To do -
In the listing below, locate the line containing "let _ = handle_connection(stream, routes, requests).await;" and the line containing "-> Result<(), String>". Output both of them and every line between, exactly as written, and nothing more.

Provided entries -
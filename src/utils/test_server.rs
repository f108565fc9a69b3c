//! Scripted HTTP server standing in for the assistant backend in tests.
//!
//! Responses are registered per `(method, path)` and served in order; once a
//! route's script is exhausted its last response repeats. Unknown routes get
//! a 404. Every request is recorded for later assertions.

use std::collections::HashMap;
use std::sync::Arc;
use std::time::Duration;

use tokio::io::{AsyncReadExt, AsyncWriteExt};
use tokio::net::{TcpListener, TcpStream};
use tokio::sync::Mutex;
use tokio::task::JoinHandle;

#[derive(Clone, Debug)]
pub struct MockResponse {
    pub status: u16,
    pub body: String,
    pub delay: Option<Duration>,
}

impl MockResponse {
    pub fn json(status: u16, body: impl Into<String>) -> Self {
        Self {
            status,
            body: body.into(),
            delay: None,
        }
    }

    pub fn status(status: u16) -> Self {
        Self::json(status, "")
    }

    pub fn delayed(mut self, delay: Duration) -> Self {
        self.delay = Some(delay);
        self
    }
}

#[derive(Clone, Debug)]
pub struct RecordedRequest {
    pub method: String,
    pub path: String,
    pub body: String,
}

impl RecordedRequest {
    pub fn json(&self) -> serde_json::Value {
        serde_json::from_str(&self.body).unwrap_or(serde_json::Value::Null)
    }
}

#[derive(Default)]
struct RouteScript {
    responses: Vec<MockResponse>,
    served: usize,
}

impl RouteScript {
    fn next(&mut self) -> Option<MockResponse> {
        let index = self.served.min(self.responses.len().checked_sub(1)?);
        self.served += 1;
        self.responses.get(index).cloned()
    }
}

type Routes = Arc<Mutex<HashMap<(String, String), RouteScript>>>;

pub struct MockBackendServer {
    addr: std::net::SocketAddr,
    routes: Routes,
    requests: Arc<Mutex<Vec<RecordedRequest>>>,
    task: JoinHandle<()>,
}

impl MockBackendServer {
    pub async fn start(script: Vec<(&str, &str, MockResponse)>) -> Self {
        let listener = TcpListener::bind("127.0.0.1:0")
            .await
            .expect("listener should bind");
        let addr = listener.local_addr().expect("local addr should resolve");

        let routes: Routes = Arc::new(Mutex::new(HashMap::new()));
        {
            let mut table = routes.lock().await;
            for (method, path, response) in script {
                table
                    .entry((method.to_string(), path.to_string()))
                    .or_default()
                    .responses
                    .push(response);
            }
        }

        let requests = Arc::new(Mutex::new(Vec::new()));
        let task = tokio::spawn(serve(listener, Arc::clone(&routes), Arc::clone(&requests)));

        Self {
            addr,
            routes,
            requests,
            task,
        }
    }

    pub fn base_url(&self) -> String {
        format!("http://{}", self.addr)
    }

    /// Append responses to a route after the server started.
    pub async fn push(&self, method: &str, path: &str, response: MockResponse) {
        self.routes
            .lock()
            .await
            .entry((method.to_string(), path.to_string()))
            .or_default()
            .responses
            .push(response);
    }

    pub async fn requests(&self) -> Vec<RecordedRequest> {
        self.requests.lock().await.clone()
    }

    pub async fn request_count(&self, path: &str) -> usize {
        self.requests
            .lock()
            .await
            .iter()
            .filter(|request| request.path == path)
            .count()
    }
}

impl Drop for MockBackendServer {
    fn drop(&mut self) {
        self.task.abort();
    }
}

async fn serve(listener: TcpListener, routes: Routes, requests: Arc<Mutex<Vec<RecordedRequest>>>) {
    loop {
        let Ok((stream, _)) = listener.accept().await else {
            return;
        };
        let routes = Arc::clone(&routes);
        let requests = Arc::clone(&requests);
        tokio::spawn(async move {
            let _ = handle_connection(stream, routes, requests).await;
        });
    }
}

async fn handle_connection(
    mut stream: TcpStream,
    routes: Routes,
    requests: Arc<Mutex<Vec<RecordedRequest>>>,
) -> Result<(), String> {
    let (request_line, body) = read_http_request(&mut stream).await?;
    let mut parts = request_line.split_whitespace();
    let method = parts.next().unwrap_or_default().to_string();
    let path = parts.next().unwrap_or_default().to_string();

    requests.lock().await.push(RecordedRequest {
        method: method.clone(),
        path: path.clone(),
        body: String::from_utf8_lossy(&body).into_owned(),
    });

    let response = routes
        .lock()
        .await
        .get_mut(&(method, path))
        .and_then(RouteScript::next)
        .unwrap_or_else(|| MockResponse::json(404, "{\"detail\":\"Not Found\"}"));

    if let Some(delay) = response.delay {
        tokio::time::sleep(delay).await;
    }

    let reply = format!(
        "HTTP/1.1 {} Mock\r\ncontent-type: application/json\r\ncontent-length: {}\r\nconnection: close\r\n\r\n{}",
        response.status,
        response.body.len(),
        response.body
    );
    stream
        .write_all(reply.as_bytes())
        .await
        .map_err(|err| err.to_string())?;
    stream.shutdown().await.map_err(|err| err.to_string())
}

async fn read_http_request(stream: &mut TcpStream) -> Result<(String, Vec<u8>), String> {
    let mut buffer = Vec::new();
    let mut header_end = None;
    while header_end.is_none() {
        let mut chunk = [0_u8; 1024];
        let read = stream
            .read(&mut chunk)
            .await
            .map_err(|err| err.to_string())?;
        if read == 0 {
            return Err("Unexpected EOF while reading HTTP headers".to_string());
        }
        buffer.extend_from_slice(&chunk[..read]);
        header_end = buffer
            .windows(4)
            .position(|window| window == b"\r\n\r\n")
            .map(|index| index + 4);
    }

    let header_end = header_end.unwrap_or(buffer.len());
    let header_text =
        std::str::from_utf8(&buffer[..header_end]).map_err(|err| err.to_string())?;
    let mut lines = header_text.split("\r\n").filter(|line| !line.is_empty());
    let request_line = lines
        .next()
        .ok_or_else(|| "Missing HTTP request line".to_string())?
        .to_string();

    let mut content_length = 0_usize;
    for line in lines {
        if let Some((name, value)) = line.split_once(':') {
            if name.trim().eq_ignore_ascii_case("content-length") {
                content_length = value.trim().parse().map_err(|_| "bad content-length")?;
            }
        }
    }

    let mut body = buffer[header_end..].to_vec();
    while body.len() < content_length {
        let mut chunk = vec![0_u8; content_length - body.len()];
        let read = stream
            .read(&mut chunk)
            .await
            .map_err(|err| err.to_string())?;
        if read == 0 {
            break;
        }
        body.extend_from_slice(&chunk[..read]);
    }

    Ok((request_line, body))
}
use crate::core::agents::AgentRegistry;
use crate::core::message::Message;
use std::error::Error;
use std::fs::OpenOptions;
use std::io::{BufWriter, Write};
use std::path::Path;
use std::sync::Mutex;
use tracing_subscriber::EnvFilter;

/// Environment variable holding the diagnostic log filter directives.
pub const LOG_FILTER_ENV: &str = "WAYFARER_LOG";

/// Install the global tracing subscriber.
///
/// Diagnostics go to stderr unless `debug_log` names a file, in which case
/// they are appended there without ANSI colors. The filter comes from
/// `WAYFARER_LOG` and defaults to `warn`.
pub fn init_tracing(debug_log: Option<&Path>) -> Result<(), Box<dyn Error>> {
    let filter = EnvFilter::try_from_env(LOG_FILTER_ENV).unwrap_or_else(|_| EnvFilter::new("warn"));

    match debug_log {
        Some(path) => {
            let file = OpenOptions::new()
                .create(true)
                .append(true)
                .open(path)
                .map_err(|err| format!("Failed to open debug log {}: {err}", path.display()))?;
            tracing_subscriber::fmt()
                .with_env_filter(filter)
                .with_ansi(false)
                .with_writer(Mutex::new(file))
                .try_init()
                .map_err(|err| err.to_string())?;
        }
        None => {
            tracing_subscriber::fmt()
                .with_env_filter(filter)
                .with_writer(std::io::stderr)
                .try_init()
                .map_err(|err| err.to_string())?;
        }
    }
    Ok(())
}

/// Plain-text transcript of the conversation, appended as messages arrive.
pub struct LoggingState {
    file_path: Option<String>,
    is_active: bool,
}

impl LoggingState {
    /// A transcript named on the command line starts active.
    pub fn new(log_file: Option<String>) -> Result<Self, Box<dyn Error>> {
        let mut logging = LoggingState {
            file_path: None,
            is_active: false,
        };
        if let Some(path) = log_file {
            logging.set_log_file(path)?;
        }
        Ok(logging)
    }

    pub fn set_log_file(&mut self, path: String) -> Result<String, Box<dyn Error>> {
        test_file_access(&path)?;

        self.file_path = Some(path.clone());
        self.is_active = true;

        Ok(format!("Logging enabled to: {path}"))
    }

    pub fn toggle_logging(&mut self, pause_message: &str) -> Result<String, Box<dyn Error>> {
        match &self.file_path {
            Some(path) => {
                let path = path.clone();
                if self.is_active {
                    // The pause marker must land before logging stops.
                    self.log_message(&format!("## {pause_message}"))?;
                    self.is_active = false;
                    Ok(format!("Logging paused (file: {path})"))
                } else {
                    self.is_active = true;
                    Ok(format!("Logging resumed to: {path}"))
                }
            }
            None => {
                Err("No log file specified. Use /log <filename> to enable logging first.".into())
            }
        }
    }

    pub fn log_message(&self, content: &str) -> Result<(), Box<dyn Error>> {
        match (&self.file_path, self.is_active) {
            (Some(path), true) => write_to_log(path, content),
            _ => Ok(()),
        }
    }

    /// Append one conversation turn, labelled with its author.
    pub fn log_turn(&self, message: &Message, agents: &AgentRegistry) -> Result<(), Box<dyn Error>> {
        let author = if message.is_user() {
            "You"
        } else {
            agents.persona_for(message.agent_id()).name
        };
        self.log_message(&format!("{author}: {}", message.content))
    }

    pub fn is_active(&self) -> bool {
        self.is_active
    }

    pub fn get_status_string(&self) -> String {
        let file_name = |path: &str| {
            Path::new(path)
                .file_name()
                .unwrap_or_default()
                .to_string_lossy()
                .into_owned()
        };
        match (&self.file_path, self.is_active) {
            (None, _) => "disabled".to_string(),
            (Some(path), true) => format!("active ({})", file_name(path)),
            (Some(path), false) => format!("paused ({})", file_name(path)),
        }
    }
}

fn write_to_log(file_path: &str, content: &str) -> Result<(), Box<dyn Error>> {
    let file = OpenOptions::new()
        .create(true)
        .append(true)
        .open(file_path)?;
    let mut writer = BufWriter::new(file);

    for line in content.lines() {
        writeln!(writer, "{line}")?;
    }
    // Blank line between turns, as on screen.
    writeln!(writer)?;

    writer.flush()?;
    Ok(())
}

fn test_file_access(path: &str) -> Result<(), Box<dyn Error>> {
    let mut file = OpenOptions::new().create(true).append(true).open(path)?;
    file.flush()?;
    Ok(())
}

Written response -
            let _ = handle_connection(stream, routes, requests).await;
        });
    }
}

async fn handle_connection(
    mut stream: TcpStream,
    routes: Routes,
    requests: Arc<Mutex<Vec<RecordedRequest>>>,
) -> Result<(), String> {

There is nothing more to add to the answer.